Difference between Linear and Cubic Deformation in Bending?

[olski1]

I do not really understand this as you can probably tell, but What is the difference bewteen Linear and Cubic displacement deformation functions in beam bending? For example why would one be used over another to model or calculate beam bending? or how does either type effect what bending behaviour will occur?

All my notes just state we will assume linear or cubic for each example, so is it just the intrinsic properties of the material that determine the deformation function. For example is steel more likely to have a cubic relationship and wood a linear one?

 

[Navin A S]

The difference between linear and cubic displacement deformation functions in beam bending has to do with the shape of the function itself and the resulting bending behavior. In a linear displacement deformation function, the amount of displacement increases linearly with the applied force. This means that the displacement is proportional to the applied force, and the shape of the function will be a straight line.

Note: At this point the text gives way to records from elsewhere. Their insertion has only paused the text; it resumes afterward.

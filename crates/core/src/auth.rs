//! Actor resolution.
//!
//! Credential issuance lives outside this crate. Transports hand the raw
//! credentials to an [`AuthVerifier`] and pass the resulting [`Actor`] to the
//! services: reads accept `Option<&Actor>`, mutations take `&Actor`.

use std::collections::HashMap;
use std::sync::Arc;

use async_trait::async_trait;
use tubeline_common::{AppError, AppResult};

/// The authenticated user performing an operation.
#[derive(Debug, Clone, PartialEq, Eq, Hash)]
pub struct Actor {
    pub id: String,
}

impl Actor {
    /// Actor for user `id`.
    pub fn new(id: impl Into<String>) -> Self {
        Self { id: id.into() }
    }
}

/// Raw credentials as received by a transport.
#[derive(Debug, Clone, Default, PartialEq, Eq)]
pub struct Credentials {
    pub token: Option<String>,
}

impl Credentials {
    /// Extract a bearer token from an `Authorization` header value.
    #[must_use]
    pub fn from_header(header: Option<&str>) -> Self {
        let token = header
            .and_then(|value| value.strip_prefix("Bearer "))
            .map(str::trim)
            .filter(|token| !token.is_empty())
            .map(str::to_string);
        Self { token }
    }
}

/// Resolves credentials to an actor.
#[async_trait]
pub trait AuthVerifier: Send + Sync {
    /// Verify `credentials`; failure is [`AppError::Unauthenticated`].
    async fn verify(&self, credentials: &Credentials) -> AppResult<Actor>;

    /// Verify when credentials are present, else resolve to no actor.
    async fn verify_optional(&self, credentials: &Credentials) -> AppResult<Option<Actor>> {
        if credentials.token.is_none() {
            return Ok(None);
        }
        self.verify(credentials).await.map(Some)
    }
}

/// Shared verifier handle.
pub type SharedAuthVerifier = Arc<dyn AuthVerifier>;

/// Verifier over a fixed token table, for tests and local development.
#[derive(Debug, Clone, Default)]
pub struct StaticTokenVerifier {
    tokens: HashMap<String, String>,
}

impl StaticTokenVerifier {
    /// Empty table.
    #[must_use]
    pub fn new() -> Self {
        Self::default()
    }

    /// Accept `token` as user `user_id`.
    #[must_use]
    pub fn with_token(mut self, token: impl Into<String>, user_id: impl Into<String>) -> Self {
        self.tokens.insert(token.into(), user_id.into());
        self
    }
}

#[async_trait]
impl AuthVerifier for StaticTokenVerifier {
    async fn verify(&self, credentials: &Credentials) -> AppResult<Actor> {
        let user_id = credentials
            .token
            .as_deref()
            .and_then(|token| self.tokens.get(token))
            .ok_or(AppError::Unauthenticated)?;
        Ok(Actor::new(user_id.clone()))
    }
}

/// The actor of a mutation; absence is [`AppError::Unauthenticated`].
pub fn require_actor(actor: Option<&Actor>) -> AppResult<&Actor> {
    actor.ok_or(AppError::Unauthenticated)
}
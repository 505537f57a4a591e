//! Like service.

use tubeline_common::{AppResult, validate_id};
use tubeline_db::entities::like::{LikeTarget, TargetType};
use tubeline_db::store::{CollectionName, Filter, Store};

use crate::aggregation::views::{LikedVideo, ToggleState, owner};
use crate::aggregation::{Derive, Join, Pipeline, QueryEngine};
use crate::auth::Actor;
use crate::pagination::{Page, PageRequest};
use crate::toggle::ToggleCoordinator;

/// Service for likes.
#[derive(Clone)]
pub struct LikeService {
    engine: QueryEngine,
    toggles: ToggleCoordinator,
}

impl LikeService {
    /// Create a new like service.
    #[must_use]
    pub fn new(store: Store) -> Self {
        Self {
            engine: QueryEngine::new(store.clone()),
            toggles: ToggleCoordinator::new(store),
        }
    }

    /// Like or unlike any target.
    pub async fn toggle(&self, actor: &Actor, target: &LikeTarget) -> AppResult<ToggleState> {
        let label = target.target_type().collection().label();
        validate_id(label, target.id())?;
        self.toggles.like(&actor.id, target).await
    }

    pub async fn toggle_video_like(&self, actor: &Actor, video_id: &str) -> AppResult<ToggleState> {
        self.toggle(actor, &LikeTarget::Video(video_id.trim().to_string()))
            .await
    }

    pub async fn toggle_comment_like(
        &self,
        actor: &Actor,
        comment_id: &str,
    ) -> AppResult<ToggleState> {
        self.toggle(actor, &LikeTarget::Comment(comment_id.trim().to_string()))
            .await
    }

    pub async fn toggle_tweet_like(&self, actor: &Actor, tweet_id: &str) -> AppResult<ToggleState> {
        self.toggle(actor, &LikeTarget::Tweet(tweet_id.trim().to_string()))
            .await
    }

    /// Videos the actor liked, most recent like first.
    pub async fn liked_videos(
        &self,
        actor: &Actor,
        page: &PageRequest,
    ) -> AppResult<Page<LikedVideo>> {
        let video = Join::one("video", CollectionName::Videos, "target_id", "id")
            .join(owner())
            .project(&[
                "id",
                "title",
                "thumbnail",
                "duration_seconds",
                "views",
                "created_at",
                "owner",
            ]);
        let pipeline = Pipeline::new(CollectionName::Likes)
            .filter(
                Filter::all()
                    .eq("liked_by_id", actor.id.as_str())
                    .eq("target_type", TargetType::Video.as_str()),
            )
            .join(video)
            .derive(Derive::Copy {
                into: "liked_at",
                from: "created_at",
            })
            .project(&["liked_at", "video"]);
        self.engine.page(pipeline, page.window()).await
    }
}

#[cfg(test)]
#[allow(clippy::unwrap_used)]
mod tests {
    use tubeline_common::ErrorKind;

    use super::*;
    use crate::services::fixtures::World;

    #[tokio::test]
    async fn test_liked_videos_newest_like_first() {
        let world = World::new();
        let (_, alice) = world.user("alice").await;
        let (_, bob) = world.user("bob").await;
        let first = world.video(&alice, "first").await;
        let second = world.video(&alice, "second").await;

        let likes = &world.services.likes;
        likes.toggle_video_like(&bob, &second.id).await.unwrap();
        likes.toggle_video_like(&bob, &first.id).await.unwrap();

        let page = likes.liked_videos(&bob, &PageRequest::default()).await.unwrap();
        assert_eq!(page.info.total_count, 2);
        let ids: Vec<_> = page
            .items
            .iter()
            .map(|liked| liked.video.as_ref().unwrap().id.clone())
            .collect();
        assert_eq!(ids, [first.id.clone(), second.id.clone()]);
        assert_eq!(
            page.items[0].video.as_ref().unwrap().owner.as_ref().unwrap().username,
            "alice"
        );
        assert!(page.items[0].liked_at > page.items[1].liked_at);
    }

    #[tokio::test]
    async fn test_unlike_removes_from_liked_videos() {
        let world = World::new();
        let (_, alice) = world.user("alice").await;
        let video = world.video(&alice, "v").await;
        let likes = &world.services.likes;

        assert!(likes.toggle_video_like(&alice, &video.id).await.unwrap().active);
        assert!(!likes.toggle_video_like(&alice, &video.id).await.unwrap().active);
        let page = likes.liked_videos(&alice, &PageRequest::default()).await.unwrap();
        assert!(page.items.is_empty());
        assert_eq!(page.info.total_pages, 0);
    }

    #[tokio::test]
    async fn test_like_unknown_targets() {
        let world = World::new();
        let (_, alice) = world.user("alice").await;
        let missing = tubeline_common::IdGenerator::new().generate();

        let err = world
            .services
            .likes
            .toggle_comment_like(&alice, &missing)
            .await
            .unwrap_err();
        assert_eq!(err.kind(), ErrorKind::NotFound);

        let err = world
            .services
            .likes
            .toggle_tweet_like(&alice, "")
            .await
            .unwrap_err();
        assert_eq!(err.kind(), ErrorKind::InvalidArgument);
    }
}
//! Test utilities for database operations.
//!
//! Connects to a disposable PostgreSQL database, applies migrations and
//! truncates tables between tests.

use sea_orm::{ConnectionTrait, Database, DatabaseBackend, DatabaseConnection, DbErr, Statement};
use sea_orm_migration::MigratorTrait;
use tracing::info;

use crate::migrations::Migrator;

/// Test database configuration.
#[derive(Debug, Clone)]
pub struct TestDbConfig {
    /// Database host.
    pub host: String,
    /// Database port.
    pub port: u16,
    /// Database username.
    pub username: String,
    /// Database password.
    pub password: String,
    /// Database name.
    pub database: String,
}

impl Default for TestDbConfig {
    fn default() -> Self {
        Self {
            host: std::env::var("TEST_DB_HOST").unwrap_or_else(|_| "localhost".to_string()),
            port: std::env::var("TEST_DB_PORT")
                .ok()
                .and_then(|p| p.parse().ok())
                .unwrap_or(5433),
            username: std::env::var("TEST_DB_USER")
                .unwrap_or_else(|_| "tubeline_test".to_string()),
            password: std::env::var("TEST_DB_PASSWORD")
                .unwrap_or_else(|_| "tubeline_test".to_string()),
            database: std::env::var("TEST_DB_NAME")
                .unwrap_or_else(|_| "tubeline_test".to_string()),
        }
    }
}

impl TestDbConfig {
    /// Get the database URL.
    #[must_use]
    pub fn database_url(&self) -> String {
        format!(
            "postgres://{}:{}@{}:{}/{}",
            self.username, self.password, self.host, self.port, self.database
        )
    }
}

/// A migrated test database.
pub struct TestDatabase {
    conn: DatabaseConnection,
}

impl TestDatabase {
    /// Connect with the default configuration, migrate and truncate.
    pub async fn new() -> Result<Self, DbErr> {
        Self::with_config(&TestDbConfig::default()).await
    }

    /// Connect with a custom configuration, migrate and truncate.
    pub async fn with_config(config: &TestDbConfig) -> Result<Self, DbErr> {
        let conn = Database::connect(&config.database_url()).await?;
        Migrator::up(&conn, None).await?;
        info!(database = %config.database, "Connected to test database");

        let db = Self { conn };
        db.cleanup().await?;
        Ok(db)
    }

    /// Get the database connection.
    #[must_use]
    pub const fn connection(&self) -> &DatabaseConnection {
        &self.conn
    }

    /// Take the connection.
    #[must_use]
    pub fn into_connection(self) -> DatabaseConnection {
        self.conn
    }

    /// Truncate every application table.
    pub async fn cleanup(&self) -> Result<(), DbErr> {
        let tables = self
            .conn
            .query_all(Statement::from_string(
                DatabaseBackend::Postgres,
                "SELECT tablename FROM pg_tables WHERE schemaname = 'public'".to_string(),
            ))
            .await?;

        for row in tables {
            if let Ok(table_name) = row.try_get::<String>("", "tablename") {
                if table_name == "seaql_migrations" {
                    continue;
                }
                let truncate = format!("TRUNCATE TABLE \"{table_name}\" CASCADE");
                self.conn
                    .execute(Statement::from_string(DatabaseBackend::Postgres, truncate))
                    .await?;
            }
        }

        info!("Cleaned up test database");
        Ok(())
    }
}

With a cubic displacement deformation function, the amount of displacement increases at a higher rate than linear displacement. This means that the displacement is proportional to the cube of the applied force, and the shape of the function will be a curved line. The choice of which deformation function to use in beam bending depends on the material properties of the beam. Steel, for example, is known to have a higher stiffness than wood, so it would typically require a cubic displacement deformation function. Wood, on the other hand, is usually softer and would require a linear displacement deformation function. The type of deformation function used will affect the bending behavior of the beam, with a cubic deformation function resulting in more pronounced bending behavior.